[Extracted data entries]
::::::::

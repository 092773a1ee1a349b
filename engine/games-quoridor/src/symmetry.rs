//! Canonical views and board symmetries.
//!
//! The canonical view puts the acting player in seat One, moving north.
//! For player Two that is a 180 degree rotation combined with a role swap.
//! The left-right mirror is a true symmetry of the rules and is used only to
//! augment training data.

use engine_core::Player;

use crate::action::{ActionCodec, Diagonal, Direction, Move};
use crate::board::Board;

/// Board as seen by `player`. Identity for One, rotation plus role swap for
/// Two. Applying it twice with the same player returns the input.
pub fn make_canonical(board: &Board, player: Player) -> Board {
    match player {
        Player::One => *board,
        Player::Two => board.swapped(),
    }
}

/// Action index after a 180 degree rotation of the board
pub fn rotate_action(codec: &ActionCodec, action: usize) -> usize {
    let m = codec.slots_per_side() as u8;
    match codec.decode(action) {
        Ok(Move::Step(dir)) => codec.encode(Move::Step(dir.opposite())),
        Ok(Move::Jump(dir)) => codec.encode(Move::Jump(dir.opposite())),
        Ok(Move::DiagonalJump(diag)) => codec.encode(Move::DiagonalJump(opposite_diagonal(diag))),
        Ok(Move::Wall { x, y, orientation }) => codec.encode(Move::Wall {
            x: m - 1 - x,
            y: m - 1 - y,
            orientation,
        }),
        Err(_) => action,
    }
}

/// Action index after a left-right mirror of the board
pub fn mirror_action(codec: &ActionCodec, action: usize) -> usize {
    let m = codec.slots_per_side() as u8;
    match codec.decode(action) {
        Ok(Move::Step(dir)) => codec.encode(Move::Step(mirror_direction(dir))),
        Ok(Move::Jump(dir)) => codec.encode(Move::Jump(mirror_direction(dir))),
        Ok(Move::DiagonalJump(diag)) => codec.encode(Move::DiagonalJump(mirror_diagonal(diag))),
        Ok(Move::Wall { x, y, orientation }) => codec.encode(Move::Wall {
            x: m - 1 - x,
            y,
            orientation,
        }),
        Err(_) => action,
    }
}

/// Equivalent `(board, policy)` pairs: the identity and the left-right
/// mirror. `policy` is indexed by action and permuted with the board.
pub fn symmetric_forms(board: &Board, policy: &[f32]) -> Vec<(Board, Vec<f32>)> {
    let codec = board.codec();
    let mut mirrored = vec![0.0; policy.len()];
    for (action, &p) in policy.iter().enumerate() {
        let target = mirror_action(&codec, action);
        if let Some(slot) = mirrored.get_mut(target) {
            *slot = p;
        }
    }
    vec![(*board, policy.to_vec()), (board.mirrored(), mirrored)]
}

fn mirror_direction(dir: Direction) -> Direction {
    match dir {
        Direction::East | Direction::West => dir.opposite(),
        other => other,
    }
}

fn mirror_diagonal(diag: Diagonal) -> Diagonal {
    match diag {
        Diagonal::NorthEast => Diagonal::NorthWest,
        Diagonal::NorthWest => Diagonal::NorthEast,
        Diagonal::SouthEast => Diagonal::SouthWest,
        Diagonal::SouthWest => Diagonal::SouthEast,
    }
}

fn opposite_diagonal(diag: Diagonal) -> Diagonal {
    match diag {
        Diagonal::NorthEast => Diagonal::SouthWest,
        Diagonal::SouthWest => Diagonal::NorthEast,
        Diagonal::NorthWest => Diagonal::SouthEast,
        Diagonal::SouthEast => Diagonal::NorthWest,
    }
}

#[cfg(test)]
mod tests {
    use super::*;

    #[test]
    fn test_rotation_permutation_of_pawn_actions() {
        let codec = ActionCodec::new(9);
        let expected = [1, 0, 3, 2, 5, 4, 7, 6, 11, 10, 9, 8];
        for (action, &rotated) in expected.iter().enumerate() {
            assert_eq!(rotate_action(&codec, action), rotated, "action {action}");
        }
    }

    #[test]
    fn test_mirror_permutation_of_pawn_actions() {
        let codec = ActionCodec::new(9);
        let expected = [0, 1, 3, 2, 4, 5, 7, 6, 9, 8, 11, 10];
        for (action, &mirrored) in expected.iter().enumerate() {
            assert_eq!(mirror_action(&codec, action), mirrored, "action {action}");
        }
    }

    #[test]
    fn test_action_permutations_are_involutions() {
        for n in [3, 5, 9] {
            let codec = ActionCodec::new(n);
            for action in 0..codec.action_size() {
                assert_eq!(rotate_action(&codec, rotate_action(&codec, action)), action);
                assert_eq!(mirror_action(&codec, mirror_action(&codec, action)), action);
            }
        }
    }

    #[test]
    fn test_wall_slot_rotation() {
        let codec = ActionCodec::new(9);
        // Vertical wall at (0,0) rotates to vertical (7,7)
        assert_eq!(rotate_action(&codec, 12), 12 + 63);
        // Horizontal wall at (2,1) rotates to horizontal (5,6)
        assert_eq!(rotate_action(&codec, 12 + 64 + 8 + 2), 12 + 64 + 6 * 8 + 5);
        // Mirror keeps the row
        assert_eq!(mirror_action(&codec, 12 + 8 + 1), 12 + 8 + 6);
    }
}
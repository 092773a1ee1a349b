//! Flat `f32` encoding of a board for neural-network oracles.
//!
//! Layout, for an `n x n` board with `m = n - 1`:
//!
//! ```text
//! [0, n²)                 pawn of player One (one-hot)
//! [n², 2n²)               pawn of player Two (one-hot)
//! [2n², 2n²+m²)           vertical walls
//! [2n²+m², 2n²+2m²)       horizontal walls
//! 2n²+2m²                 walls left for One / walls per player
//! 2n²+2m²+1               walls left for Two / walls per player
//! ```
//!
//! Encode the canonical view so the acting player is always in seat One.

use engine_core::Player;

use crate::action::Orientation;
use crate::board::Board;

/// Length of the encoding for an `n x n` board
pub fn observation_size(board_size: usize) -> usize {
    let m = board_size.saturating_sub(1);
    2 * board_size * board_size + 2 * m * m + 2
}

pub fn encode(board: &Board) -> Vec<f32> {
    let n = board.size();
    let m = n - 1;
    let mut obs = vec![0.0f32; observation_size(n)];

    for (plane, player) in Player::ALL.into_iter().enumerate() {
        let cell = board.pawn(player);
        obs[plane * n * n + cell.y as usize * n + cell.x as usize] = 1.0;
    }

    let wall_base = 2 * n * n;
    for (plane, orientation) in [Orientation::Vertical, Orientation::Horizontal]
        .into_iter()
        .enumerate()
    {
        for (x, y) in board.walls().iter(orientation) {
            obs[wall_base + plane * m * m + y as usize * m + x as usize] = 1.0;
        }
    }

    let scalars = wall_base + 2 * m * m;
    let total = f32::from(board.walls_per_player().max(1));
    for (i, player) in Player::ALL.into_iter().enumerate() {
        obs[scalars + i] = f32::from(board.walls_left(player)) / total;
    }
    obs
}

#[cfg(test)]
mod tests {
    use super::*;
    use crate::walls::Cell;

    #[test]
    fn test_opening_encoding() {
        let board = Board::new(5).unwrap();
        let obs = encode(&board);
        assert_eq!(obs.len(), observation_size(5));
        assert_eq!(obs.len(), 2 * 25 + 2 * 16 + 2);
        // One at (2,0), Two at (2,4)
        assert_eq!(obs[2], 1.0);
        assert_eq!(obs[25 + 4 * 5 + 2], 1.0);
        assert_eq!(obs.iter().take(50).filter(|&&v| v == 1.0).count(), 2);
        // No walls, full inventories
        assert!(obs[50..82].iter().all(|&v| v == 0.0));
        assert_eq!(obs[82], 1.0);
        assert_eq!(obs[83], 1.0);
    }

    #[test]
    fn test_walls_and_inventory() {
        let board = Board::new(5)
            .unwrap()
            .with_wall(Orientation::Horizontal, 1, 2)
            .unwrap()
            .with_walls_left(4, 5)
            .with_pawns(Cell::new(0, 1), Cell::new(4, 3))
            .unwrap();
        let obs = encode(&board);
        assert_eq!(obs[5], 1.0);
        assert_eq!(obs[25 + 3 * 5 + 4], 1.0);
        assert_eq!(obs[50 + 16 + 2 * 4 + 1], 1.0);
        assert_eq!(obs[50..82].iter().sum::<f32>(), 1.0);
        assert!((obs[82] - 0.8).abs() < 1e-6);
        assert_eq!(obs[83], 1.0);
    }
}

::::::::

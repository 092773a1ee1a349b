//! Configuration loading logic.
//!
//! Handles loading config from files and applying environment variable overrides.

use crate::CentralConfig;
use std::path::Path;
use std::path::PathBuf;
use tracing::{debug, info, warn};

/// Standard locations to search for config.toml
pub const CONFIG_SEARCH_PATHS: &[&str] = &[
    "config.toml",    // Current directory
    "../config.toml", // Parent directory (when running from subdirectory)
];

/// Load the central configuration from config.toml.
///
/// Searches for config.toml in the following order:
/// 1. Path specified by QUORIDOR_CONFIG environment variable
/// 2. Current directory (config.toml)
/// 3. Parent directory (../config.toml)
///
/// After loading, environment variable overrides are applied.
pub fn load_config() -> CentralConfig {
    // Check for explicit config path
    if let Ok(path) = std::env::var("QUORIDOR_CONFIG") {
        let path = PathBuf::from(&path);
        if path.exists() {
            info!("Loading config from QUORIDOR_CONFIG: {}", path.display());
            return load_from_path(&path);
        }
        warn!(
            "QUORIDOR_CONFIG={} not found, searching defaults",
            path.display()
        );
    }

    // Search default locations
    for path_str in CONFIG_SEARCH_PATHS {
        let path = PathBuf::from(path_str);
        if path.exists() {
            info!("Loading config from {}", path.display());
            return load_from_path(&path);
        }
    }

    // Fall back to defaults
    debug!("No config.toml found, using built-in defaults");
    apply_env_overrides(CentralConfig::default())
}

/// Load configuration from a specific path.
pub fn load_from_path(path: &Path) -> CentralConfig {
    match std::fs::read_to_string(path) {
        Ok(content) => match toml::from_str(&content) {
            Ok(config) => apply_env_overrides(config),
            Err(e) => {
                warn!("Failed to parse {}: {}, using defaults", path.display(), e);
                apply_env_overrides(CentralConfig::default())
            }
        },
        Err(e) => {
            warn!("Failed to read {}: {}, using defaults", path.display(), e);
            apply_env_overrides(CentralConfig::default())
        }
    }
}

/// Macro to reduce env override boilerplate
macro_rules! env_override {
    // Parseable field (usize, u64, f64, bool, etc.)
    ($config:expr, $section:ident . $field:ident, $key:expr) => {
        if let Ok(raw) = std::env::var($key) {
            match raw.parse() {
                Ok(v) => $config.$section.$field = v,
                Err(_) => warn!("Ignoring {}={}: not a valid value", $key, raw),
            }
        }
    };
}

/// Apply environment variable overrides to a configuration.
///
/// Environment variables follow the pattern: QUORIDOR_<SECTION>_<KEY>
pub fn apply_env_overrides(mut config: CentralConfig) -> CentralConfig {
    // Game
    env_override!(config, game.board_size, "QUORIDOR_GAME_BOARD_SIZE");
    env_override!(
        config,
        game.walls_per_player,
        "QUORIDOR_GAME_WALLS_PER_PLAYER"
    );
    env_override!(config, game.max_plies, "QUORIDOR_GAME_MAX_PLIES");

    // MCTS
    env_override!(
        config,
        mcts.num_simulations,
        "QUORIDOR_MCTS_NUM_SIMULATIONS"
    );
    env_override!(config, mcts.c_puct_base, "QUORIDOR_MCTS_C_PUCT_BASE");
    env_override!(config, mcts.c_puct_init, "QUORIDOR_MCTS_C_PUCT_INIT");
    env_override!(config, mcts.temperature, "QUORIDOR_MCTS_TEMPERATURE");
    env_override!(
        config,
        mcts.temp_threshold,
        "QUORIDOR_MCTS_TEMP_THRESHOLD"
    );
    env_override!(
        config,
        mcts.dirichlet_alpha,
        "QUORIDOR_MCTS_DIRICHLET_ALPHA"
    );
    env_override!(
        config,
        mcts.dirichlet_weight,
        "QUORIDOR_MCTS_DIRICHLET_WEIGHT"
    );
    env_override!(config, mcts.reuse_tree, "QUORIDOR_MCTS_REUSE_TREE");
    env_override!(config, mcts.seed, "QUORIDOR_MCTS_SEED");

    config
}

::::::::

Out of the data above, give again only the lines starting at the one holding "Parent directory (../config.toml)" and ending at the one holding "back to defaults", unchanged.

■ Reply:
/// 3. Parent directory (../config.toml)
///
/// After loading, environment variable overrides are applied.
pub fn load_config() -> CentralConfig {
    // Check for explicit config path
    if let Ok(path) = std::env::var("QUORIDOR_CONFIG") {
        let path = PathBuf::from(&path);
        if path.exists() {
            info!("Loading config from QUORIDOR_CONFIG: {}", path.display());
            return load_from_path(&path);
        }
        warn!(
            "QUORIDOR_CONFIG={} not found, searching defaults",
            path.display()
        );
    }

    // Search default locations
    for path_str in CONFIG_SEARCH_PATHS {
        let path = PathBuf::from(path_str);
        if path.exists() {
            info!("Loading config from {}", path.display());
            return load_from_path(&path);
        }
    }

    // Fall back to defaults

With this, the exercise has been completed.